Enjoy the current installment of “weekend reading for financial planners” – this week’s issue starts off with a surprising announcement that the CFP Board is considering a questionable proposal about whether to offer CE credit and go into direct competition with the CE sponsors it regulates (with advisors expressing strong concern about the conflict of interest that entails), along with two articles reporting on advisor trends in the industry, including a continued slide in the total number of advisors and wirehouses in particular, along with a contrasting view that the decline of wirehouses and the breakaway broker trend may actually be quite overstated.
From there, we look at a few behavioral-finance-related articles, including a controversial study suggesting that as many of 93% of financial advisors experienced symptoms of PTSD after the 2008 financial crisis and that the recent rise of tactical asset allocation may be a stress-driven response, a review of another recent study suggesting that the world of a fund manager is also a much more emotionally-driven experience than many might have thought, a discussion from the Journal of Financial Planning about the importance of focusing not just on a client’s risk tolerance but also his/her risk perceptions (and the ways those perceptions can be distorted), and a review by Joel Bruckenstein of a new software package called Riskalyze that is aiming to provide a slightly newer way to assess client risk tolerance.
In addition, there are a few technology-related articles, including a reminder of the importance of considering not just software vendors and products and integrations in your technology decisions but also the staff that must implement it, some guidance from technology consultant Bill Winterberg about how to protect your firm and clients against so-called “phishing” attacks, a look at how some RIAs are successfully using social media to generate new clients, and a great article by Dan Moisand suggesting that the “rise of the machines” is not so much a threat against advisors as an opportunity for them to use technology for better efficiency.
We wrap up with an article reviewing recent research from Julie Littlechild, suggesting that just relying on client referrals by just making them satisfied and happy with your services isn’t enough, given that surveys indicate 88% of clients are willing to provide a referral yet only 2% actually do provide one that successfully closes; instead, the real key is to create engaged clients who will refer you not because they’re satisfied, but because you know how to solve the problems of one of their friends or family in need. Enjoy the reading!
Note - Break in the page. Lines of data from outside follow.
impl ParseEngine {
    /// Create an engine over an already loaded configuration.
    ///
    /// # Errors
    ///
    /// Returns [`ConfigError::InvalidExceptionControlLevel`] if the settings
    /// carry an out-of-range level.
    pub fn new(
        raw: RawConfig,
        registry: HandlerRegistry,
        settings: Settings,
    ) -> Result<Self, ConfigError> {
        let control = settings.exception_control()?;
        Ok(Self {
            raw,
            registry,
            settings,
            control,
            cache: IndexMap::new(),
            last_trace: ParseTrace::new(),
        })
    }

    /// Create an engine from INI text.
    ///
    /// # Errors
    ///
    /// Returns an error if the text cannot be loaded or the settings are
    /// invalid.
    pub fn from_ini_str(
        content: &str,
        registry: HandlerRegistry,
        settings: Settings,
    ) -> Result<Self, ConfigError> {
        Self::new(RawConfig::parse_str(content, "<string>")?, registry, settings)
    }

    /// Create an engine from one or more INI files, merged in order.
    ///
    /// # Errors
    ///
    /// Returns an error if a file cannot be read or parsed or the settings
    /// are invalid.
    pub fn from_paths<P: AsRef<Path>>(
        paths: &[P],
        registry: HandlerRegistry,
        settings: Settings,
    ) -> Result<Self, ConfigError> {
        Self::new(RawConfig::from_paths(paths)?, registry, settings)
    }

    /// The loaded configuration, before any operation is applied.
    #[must_use]
    pub const fn raw(&self) -> &RawConfig {
        &self.raw
    }

    /// Replace the configuration source and drop every cached result.
    pub fn set_raw(&mut self, raw: RawConfig) {
        self.raw = raw;
        self.invalidate();
    }

    /// Replace the configuration source with the given files.
    ///
    /// # Errors
    ///
    /// Returns an error if a file cannot be read or parsed; the previous
    /// source and cache are kept in that case.
    pub fn load_paths<P: AsRef<Path>>(&mut self, paths: &[P]) -> Result<(), ConfigError> {
        let raw = RawConfig::from_paths(paths)?;
        self.set_raw(raw);
        Ok(())
    }

    /// Registered handlers.
    #[must_use]
    pub const fn registry(&self) -> &HandlerRegistry {
        &self.registry
    }

    /// Current settings.
    #[must_use]
    pub const fn settings(&self) -> &Settings {
        &self.settings
    }

    /// Replace the settings and drop every cached result.
    ///
    /// # Errors
    ///
    /// Returns [`ConfigError::InvalidExceptionControlLevel`] if the level is
    /// out of range; the previous settings are kept in that case.
    pub fn set_settings(&mut self, settings: Settings) -> Result<(), ConfigError> {
        self.control = settings.exception_control()?;
        self.settings = settings;
        self.invalidate();
        Ok(())
    }

    /// Drop every cached section result.
    pub fn invalidate(&mut self) {
        self.cache.clear();
    }

    /// Whether the result of a section is cached.
    #[must_use]
    pub fn is_cached(&self, name: &str) -> bool {
        self.cache.contains_key(name)
    }

    /// Trace of the most recent top-level parse that was not served from
    /// cache, including one that failed.
    ///
    /// A [`parse_section`](Self::parse_section) call answered from the cache
    /// leaves this trace untouched, so it keeps describing the earlier parse
    /// that did the work. Call [`invalidate`](Self::invalidate) first to
    /// trace a section again.
    #[must_use]
    pub const fn trace(&self) -> &ParseTrace {
        &self.last_trace
    }

    /// Parse a section (and every section it uses), caching the result.
    ///
    /// # Errors
    ///
    /// Returns [`ConfigError::CircularReference`] on a `use` cycle, and any
    /// other fault the exception control policy decides to raise.
    pub fn parse_section(&mut self, name: &str) -> Result<ParseState, ConfigError> {
        if let Some(state) = self.cache.get(name) {
            return Ok(state.clone());
        }
        let mut session = Session::default();
        let result = self.parse_inner(name, &mut session);
        self.last_trace = session.trace;
        result
    }

    /// Parse every section in file order.
    ///
    /// The trace of the whole run is kept as [`trace`](Self::trace).
    ///
    /// # Errors
    ///
    /// Returns the first fault the exception control policy raises.
    pub fn parse_configuration(&mut self) -> Result<(), ConfigError> {
        let names: Vec<String> = self.raw.section_names().map(str::to_string).collect();
        let mut session = Session::default();
        let result = names
            .iter()
            .try_for_each(|name| self.parse_inner(name, &mut session).map(|_| ()));
        self.last_trace = session.trace;
        result
    }

    /// Dict-like read view over the parsed sections.
    pub const fn data(&mut self) -> ConfigurationView<'_> {
        ConfigurationView::new(self)
    }

    /// Write the collapsed configuration (every section fully resolved) as
    /// INI text.
    ///
    /// # Errors
    ///
    /// Returns an error if a section fails to parse or the stream fails.
    pub fn write<W: std::io::Write>(&mut self, out: &mut W) -> Result<(), ConfigError> {
        self.data().write(out)
    }

    /// Emit a message if `level` is within the configured debug level.
    ///
    /// Level 1 messages are emitted at INFO, level 2 at DEBUG and deeper
    /// levels at TRACE, matching the filter `init_subscriber` installs.
    pub(crate) fn debug(&self, level: u8, msg: &str) {
        if self.settings.debug_level < level {
            return;
        }
        match event_level(level) {
            tracing::Level::INFO => tracing::info!(target: ENGINE_TARGET, "{msg}"),
            tracing::Level::DEBUG => tracing::debug!(target: ENGINE_TARGET, "{msg}"),
            _ => tracing::trace!(target: ENGINE_TARGET, "{msg}"),
        }
    }

    fn parse_inner(&mut self, name: &str, session: &mut Session) -> Result<ParseState, ConfigError> {
        if let Some(state) = self.cache.get(name) {
            self.debug(3, &format!("[{name}] served from cache"));
            return Ok(state.clone());
        }

        if let Err(fault) = session.active.push(name) {
            return Err(self.raise(session, Severity::Critical, fault));
        }
        let depth = session.active.depth();
        session
            .trace
            .record(TraceKind::SectionEntry, name, depth, NO_METADATA);
        self.debug(1, &format!("[{name}] parsing (depth {depth})"));

        // Pop on every path so a handler that recovers from a nested error
        // does not leave a stale active entry behind.
        let result = self.parse_options(name, session);
        session.active.pop(name);
        let parsed = result?;

        let keys = parsed.as_ref().map_or(0, ParseState::len);
        session.trace.record(
            TraceKind::SectionExit,
            name,
            depth,
            [("keys", keys.to_string())],
        );

        Ok(match parsed {
            Some(state) => {
                self.cache.insert(name.to_string(), state.clone());
                state
            }
            None => ParseState::new(),
        })
    }

    /// Evaluate the options of `name`. Returns `None` if the section does not
    /// exist and the fault was not raised.
    fn parse_options(
        &mut self,
        name: &str,
        session: &mut Session,
    ) -> Result<Option<ParseState>, ConfigError> {
        let Some(options) = self.raw.section(name).cloned() else {
            let fault = ConfigError::SectionNotFound {
                section: name.to_string(),
            };
            self.report(session, Severity::Serious, fault)?;
            return Ok(None);
        };

        let mut state = ParseState::new();
        for (stored_key, value) in &options {
            let split = match key::split_key(name, stored_key, &self.registry) {
                Ok(split) => split,
                Err(fault @ ConfigError::AmbiguousHandler { .. }) => {
                    return Err(self.raise(session, Severity::Critical, fault));
                }
                Err(fault) => {
                    self.report(session, Severity::Minor, fault)?;
                    continue;
                }
            };

            let option = OptionRef {
                section: name,
                raw_key: split_suffix(stored_key).0,
                value,
                key: &split.parsed,
            };
            match split.handler.clone().or_else(|| self.registry.generic()) {
                Some(handler) => self.dispatch(session, &mut state, &handler, option)?,
                None => {
                    session.trace.record(
                        TraceKind::KeyMatch,
                        &split.parsed.parameter,
                        session.active.depth(),
                        [("value", value.as_str())],
                    );
                    state.set(split.parsed.parameter.clone(), value.clone());
                }
            }
        }
        Ok(Some(state))
    }

    fn dispatch(
        &mut self,
        session: &mut Session,
        state: &mut ParseState,
        handler: &Arc<dyn Handler>,
        option: OptionRef<'_>,
    ) -> Result<(), ConfigError> {
        let operation = option.key.operation.as_deref().unwrap_or(GENERIC_OPERATION);
        let depth = session.active.depth();
        session.trace.record(
            TraceKind::HandlerEntry,
            operation,
            depth,
            [("section", option.section), ("key", option.raw_key)],
        );

        let outcome = handler.handle(&mut HandlerContext {
            engine: &mut *self,
            session: &mut *session,
            state: &mut *state,
            option,
        });

        let status = if outcome.is_ok() { "ok" } else { "error" };
        session
            .trace
            .record(TraceKind::HandlerExit, operation, depth, [("status", status)]);

        let Err(err) = outcome else {
            return Ok(());
        };
        match err.downcast::<ConfigError>() {
            // Already routed through exception control where it was raised.
            Ok(fault) if session.was_raised(&fault) => Err(fault),
            Ok(fault) => self.report(session, Severity::of_fault(&fault), fault),
            Err(err) => {
                let fault = ConfigError::HandlerExecution {
                    section: option.section.to_string(),
                    key: option.raw_key.to_string(),
                    value: option.value.to_string(),
                    source: err.into(),
                };
                self.report(session, Severity::Serious, fault)
            }
        }
    }

    fn report(
        &self,
        session: &mut Session,
        severity: Severity,
        fault: ConfigError,
    ) -> Result<(), ConfigError> {
        let depth = session.active.depth();
        self.control
            .handle(severity, fault, &mut session.trace, depth)
            .map_err(|fault| session.mark_raised(fault))
    }

    fn raise(&self, session: &mut Session, severity: Severity, fault: ConfigError) -> ConfigError {
        let depth = session.active.depth();
        let fault = self
            .control
            .raise(severity, fault, &mut session.trace, depth);
        session.mark_raised(fault)
    }
}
(Editor’s Note: Want to see what I’m reading through the week that didn’t make the cut? Due to popular request, I’ve started a Tumblr page to highlight a longer list of articles that I scan each week that might be of interest. You can follow the Tumblr page here.)
Weekend reading for May 11th/12th:
Possible CFP Board Foray Into Continuing Ed Worries Advisers – This week the CFP Board announced that it is considering whether it should get into the continuing education business, offering CE credit directly to CFPs in direct competition with the CE sponsors it oversees. Feedback at NAPFA, and also from FPA Retreat earlier this week, was strongly negative, highlighting the fundamental conflict of interest that exists if the CFP Board offers CE while also overseeing 1,250 registered CE sponsors. CFP Board CEO Kevin Keller was dismissive of the conflict, claiming that “everybody has conflicts” but members maintained it still allows the CFP Board an unfair advantage. Feedback suggested that the CFP Board should focus on improving the quality of CE education by other means (a recent topic on this blog as well), and that the move could threaten the integrity of the organization. Ultimately, Keller noted that if the CFP Board moves forward with a proposal, it will be in November at the earliest.
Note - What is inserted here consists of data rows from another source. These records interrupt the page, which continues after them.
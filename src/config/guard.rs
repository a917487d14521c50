//! Active-section tracking for cycle detection during `use` composition.

use crate::error::ConfigError;

/// Ordered set of sections currently being expanded by one top-level parse.
#[derive(Debug, Clone, Default, PartialEq, Eq)]
pub struct ActiveSectionStack {
    stack: Vec<String>,
}

impl ActiveSectionStack {
    /// Create an empty stack.
    #[must_use]
    pub const fn new() -> Self {
        Self { stack: Vec::new() }
    }

    /// Whether `name` is currently being expanded.
    #[must_use]
    pub fn contains(&self, name: &str) -> bool {
        self.stack.iter().any(|s| s == name)
    }

    /// Mark `name` as active.
    ///
    /// # Errors
    ///
    /// Returns [`ConfigError::CircularReference`] if `name` is already
    /// active; the stack is left unchanged.
    ///
    /// # Examples
    ///
    /// ```
    /// use configparser_enhanced::config::guard::ActiveSectionStack;
    ///
    /// let mut active = ActiveSectionStack::new();
    /// active.push("A").unwrap();
    /// active.push("B").unwrap();
    /// let err = active.push("A").unwrap_err();
    /// assert!(err.to_string().contains("A -> B -> A"));
    /// ```
    pub fn push(&mut self, name: &str) -> Result<(), ConfigError> {
        if self.contains(name) {
            return Err(ConfigError::CircularReference {
                section: name.to_string(),
                chain: self.chain_to(name),
            });
        }
        self.stack.push(name.to_string());
        Ok(())
    }

    /// Remove `name` from the top of the stack.
    ///
    /// Returns `false` (and leaves the stack untouched) if `name` is not the
    /// innermost active section.
    pub fn pop(&mut self, name: &str) -> bool {
        if self.stack.last().is_some_and(|top| top == name) {
            self.stack.pop();
            true
        } else {
            false
        }
    }

    /// Number of active sections.
    #[must_use]
    pub const fn depth(&self) -> usize {
        self.stack.len()
    }

    /// Whether no section is active.
    #[must_use]
    pub const fn is_empty(&self) -> bool {
        self.stack.is_empty()
    }

    /// Active sections, outermost first.
    #[must_use]
    pub fn sections(&self) -> &[String] {
        &self.stack
    }

    fn chain_to(&self, name: &str) -> String {
        let mut chain: Vec<&str> = self.stack.iter().map(String::as_str).collect();
        chain.push(name);
        chain.join(" -> ")
    }
}

#[cfg(test)]
#[allow(clippy::expect_used, clippy::unwrap_used, clippy::indexing_slicing)]
mod tests {
    use super::*;

    #[test]
    fn push_and_pop() {
        let mut active = ActiveSectionStack::new();
        active.push("A").unwrap();
        active.push("B").unwrap();
        assert_eq!(active.depth(), 2);
        assert!(active.contains("A"));
        assert!(active.pop("B"));
        assert!(active.pop("A"));
        assert!(active.is_empty());
    }

    #[test]
    fn self_reference_is_circular() {
        let mut active = ActiveSectionStack::new();
        active.push("A").unwrap();
        let err = active.push("A").unwrap_err();
        assert!(matches!(err, ConfigError::CircularReference { .. }));
        assert_eq!(active.depth(), 1, "failed push must not modify the stack");
    }

    #[test]
    fn chain_lists_path() {
        let mut active = ActiveSectionStack::new();
        active.push("A").unwrap();
        active.push("B").unwrap();
        active.push("C").unwrap();
        let err = active.push("B").unwrap_err();
        match err {
            ConfigError::CircularReference { section, chain } => {
                assert_eq!(section, "B");
                assert_eq!(chain, "A -> B -> C -> B");
            }
            other => panic!("unexpected error: {other}"),
        }
    }

    #[test]
    fn pop_of_non_top_is_rejected() {
        let mut active = ActiveSectionStack::new();
        active.push("A").unwrap();
        active.push("B").unwrap();
        assert!(!active.pop("A"));
        assert_eq!(active.sections(), ["A", "B"]);
    }

    #[test]
    fn section_can_be_reentered_after_pop() {
        let mut active = ActiveSectionStack::new();
        active.push("A").unwrap();
        active.pop("A");
        assert!(active.push("A").is_ok());
    }
}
Adviser Numbers Will Continue To Slide: Cerulli – The total number of financial advisors fell by about 4,000 last year, finishing just above 300,000 total, and Cerulli Associates projects that the numbers will continue to decline by another 18,600 in the coming 5 years as the industry in the aggregate is still failing to recruit enough advisors to replace those leaving and retiring from the industry. Although the wirehouses have had some uptick in hiring and training, Cerulli notes that the independent broker-dealers and RIAs still don’t have a strong means and model for hiring and training a large number of new advisors, and wirehouses and insurance companies alone cannot support all the necessary growth. In terms of channels, Cerulli sees the wirehouses declining by 2.4% per year, notwithstanding their hiring, due to aging retirees and also breakaway brokers leaving to other channels; on the other hand, notwithstanding their breakaway additions, Cerulli sees the independent broker-dealer channels declining by a whopping 5% per year. On the other hand, the RIA and hybrid channels are still poised for growth, with projected growth through the end of 2016 of 4.7%/year for RIAs, and the highest growth rate of 5.3%/year for hybrids as advisors transitioning to the RIA model increasingly decide to remain hybrids instead.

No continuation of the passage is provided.